The analysis notes that legislation delegates to the government the responsibility to establish a fundamental minimum economic treatment for workers, consistent with Article 36 of the Italian Constitution. Yet the normative path opted to reinforce the existing system (notably the most widely applied national collective bargaining agreements, CCNL) rather than imposing a single uniform hourly floor across all sectors, due to complexities associated with regional differences, job classifications, and varying remuneration components.
Three key dimensions emerge:
General applicability of the most used CCNLs: even for employers who do not directly adhere, via an extension “erga omnes” in the relevant sectors.
Assurance of a minimum comprehensive economic treatment: ensuring workers receive at least the minimum economic standards set by the reference CCNLs.

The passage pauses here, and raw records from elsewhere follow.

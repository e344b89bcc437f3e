//! Translation orchestrator
//!
//! Walks the stage plan until one stage yields a usable translation. Stage
//! failures are absorbed and recorded; only validation errors reach the
//! caller as `Err`.

use std::sync::Arc;

use super::attempt::ChunkTranslator;
use super::chunker::split_text;
use super::observer::{TracingObserver, TranslationEvent, TranslationObserver};
use super::provider::TranslationProvider;
use super::sanitize::{normalize_detected_source, sanitize, validate_target_language};
use super::stages::{ChainConfig, Stage, StageKind, StagePlan};
use super::types::{StageError, StageFailure, TextChunk, TranslateError, TranslationOutcome};

pub struct TranslationOrchestrator {
    providers: Vec<Arc<dyn TranslationProvider>>,
    config: ChainConfig,
    observer: Arc<dyn TranslationObserver>,
}

impl TranslationOrchestrator {
    pub fn new(providers: Vec<Arc<dyn TranslationProvider>>, config: ChainConfig) -> Self {
        Self {
            providers,
            config,
            observer: Arc::new(TracingObserver),
        }
    }

    pub fn with_observer(mut self, observer: Arc<dyn TranslationObserver>) -> Self {
        self.observer = observer;
        self
    }

    pub fn config(&self) -> &ChainConfig {
        &self.config
    }

    pub fn provider_names(&self) -> Vec<&str> {
        self.providers.iter().map(|p| p.name()).collect()
    }

    /// Translate `text` into `target`.
    ///
    /// `detected_source` is the caller's guess at the input language; empty
    /// or `"auto"` means unknown. When it equals the target, output identical
    /// to the input is accepted.
    pub async fn translate(
        &self,
        text: &str,
        target: &str,
        detected_source: Option<&str>,
    ) -> Result<TranslationOutcome, TranslateError> {
        let clean = sanitize(text);
        if clean.trim().is_empty() {
            return Err(TranslateError::InputEmpty);
        }
        let chars = clean.chars().count();
        if chars > self.config.max_input_chars {
            return Err(TranslateError::InputTooLarge {
                chars,
                limit: self.config.max_input_chars,
            });
        }
        let target = validate_target_language(target)?;
        let detected = normalize_detected_source(detected_source);
        let noop_request = detected.as_deref() == Some(target.as_str());

        let plan = StagePlan::build(self.providers.len(), &self.config, &clean, &target, detected.as_deref());
        for (stage, reason) in &plan.skipped {
            self.observer.on_event(&TranslationEvent::StageSkipped {
                stage: stage.clone(),
                reason: *reason,
            });
        }

        tracing::debug!(
            chars,
            target = %target,
            detected = ?detected,
            stages = plan.stages.len(),
            "Starting translation"
        );

        let mut outcome = TranslationOutcome {
            text: None,
            provider_used: None,
            stage: None,
            attempts: 0,
            noop_request,
            failures: Vec::new(),
        };

        for stage in &plan.stages {
            let Some(provider) = self.providers.get(stage.provider) else {
                continue;
            };
            let chunks = split_text(&clean, stage.chunk_size);
            self.observer.on_event(&TranslationEvent::StageEntered {
                stage: stage.label.clone(),
                provider: provider.name().to_string(),
                chunks: chunks.len(),
            });

            let mut translator =
                ChunkTranslator::new(provider.as_ref(), self.observer.as_ref(), self.config.retry, &stage.label);
            let result = run_stage(&mut translator, stage, &chunks, &target)
                .await
                .and_then(|translated| accept(translated, &clean, noop_request));
            outcome.attempts += translator.calls();

            match result {
                Ok(translated) => {
                    self.observer.on_event(&TranslationEvent::StageSucceeded {
                        stage: stage.label.clone(),
                        provider: provider.name().to_string(),
                    });
                    outcome.text = Some(translated);
                    outcome.provider_used = Some(provider.name().to_string());
                    outcome.stage = Some(stage.label.clone());
                    return Ok(outcome);
                }
                Err(error) => {
                    outcome.failures.push(StageFailure {
                        stage: stage.label.clone(),
                        provider: provider.name().to_string(),
                        reason: error.to_string(),
                    });
                    self.observer.on_event(&TranslationEvent::StageFailed {
                        stage: stage.label.clone(),
                        provider: provider.name().to_string(),
                        error,
                    });
                }
            }
        }

        self.observer.on_event(&TranslationEvent::Exhausted {
            attempts: outcome.attempts,
        });
        Ok(outcome)
    }
}

async fn run_stage(
    translator: &mut ChunkTranslator<'_>,
    stage: &Stage,
    chunks: &[TextChunk],
    target: &str,
) -> Result<String, StageError> {
    let source = stage.source.code();
    match &stage.kind {
        StageKind::Direct => translator.translate_chunks(chunks, source, target).await,
        StageKind::Pivot { via } => {
            let intermediate = translator.translate_chunks(chunks, source, via).await?;
            let second_hop = split_text(&intermediate, stage.chunk_size);
            translator.translate_chunks(&second_hop, via, target).await
        }
    }
}

/// Output must differ from the input unless the source already matched the
/// target.
fn accept(translated: String, input: &str, noop_request: bool) -> Result<String, StageError> {
    if translated.trim().is_empty() {
        return Err(StageError::EmptyResult);
    }
    if !noop_request && translated.trim() == input.trim() {
        return Err(StageError::NoChangeDetected);
    }
    Ok(translated)
}
//! Source-language detection
//!
//! Recognized text carries no language tag. Detection feeds the translation
//! chain's explicit-source stage; a text that cannot be classified yields
//! `None` and the chain runs in auto mode.

use lingua::{Language, LanguageDetector, LanguageDetectorBuilder};

/// Languages the OCR pipeline reads, plus common Latin-script neighbours
const SUPPORTED: &[Language] = &[
    Language::English,
    Language::Hindi,
    Language::Marathi,
    Language::Tamil,
    Language::Spanish,
    Language::French,
    Language::German,
    Language::Portuguese,
    Language::Italian,
];

/// Guess the ISO 639-1 code of a text
pub trait SourceDetector: Send + Sync {
    fn detect(&self, text: &str) -> Option<String>;
}

/// Statistical detector over [`SUPPORTED`]; models load on first use
pub struct LinguaDetector {
    detector: LanguageDetector,
}

impl LinguaDetector {
    pub fn new() -> Self {
        Self {
            detector: LanguageDetectorBuilder::from_languages(SUPPORTED).build(),
        }
    }
}

impl Default for LinguaDetector {
    fn default() -> Self {
        Self::new()
    }
}

impl SourceDetector for LinguaDetector {
    fn detect(&self, text: &str) -> Option<String> {
        let text = text.trim();
        if !text.chars().any(char::is_alphabetic) {
            return None;
        }

        let detected = self.detector.detect_language_of(text);
        match detected {
            Some(language) => {
                let code = language.iso_code_639_1().to_string();
                tracing::debug!(language = %code, chars = text.chars().count(), "Detected source language");
                Some(code)
            }
            None => {
                tracing::debug!("Source language undetermined");
                None
            }
        }
    }
}

#[cfg(test)]
pub(crate) mod testing {
    use super::*;

    /// Detector returning a fixed answer
    pub struct FixedDetector(pub Option<&'static str>);

    impl SourceDetector for FixedDetector {
        fn detect(&self, _text: &str) -> Option<String> {
            self.0.map(String::from)
        }
    }
}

State intervention in case of contractual impasse: granting governmental powers where collective renewals are absent or delayed long-term.
The article underscores that the new framework does not eliminate the central role of collective bargaining, but rather reorients it, pressuring unions and parties to define clearer and measurable criteria for minimum wage levels. This shift demands revisiting contractual practices, classifications, and the core economic minima to be embedded in CCNLs, with sectoral differentiation duly considered.
In closing, the piece emphasizes that while the Italian system will not adopt a single uniform hourly floor across all, it seeks harmonization that ensures real minimum rights. The legislature and government must next delineate elements used to compute the “comprehensive minimum” and regulate situations of non-renewal, so the reform does not become ineffective for marginal or fragmented contractual categories.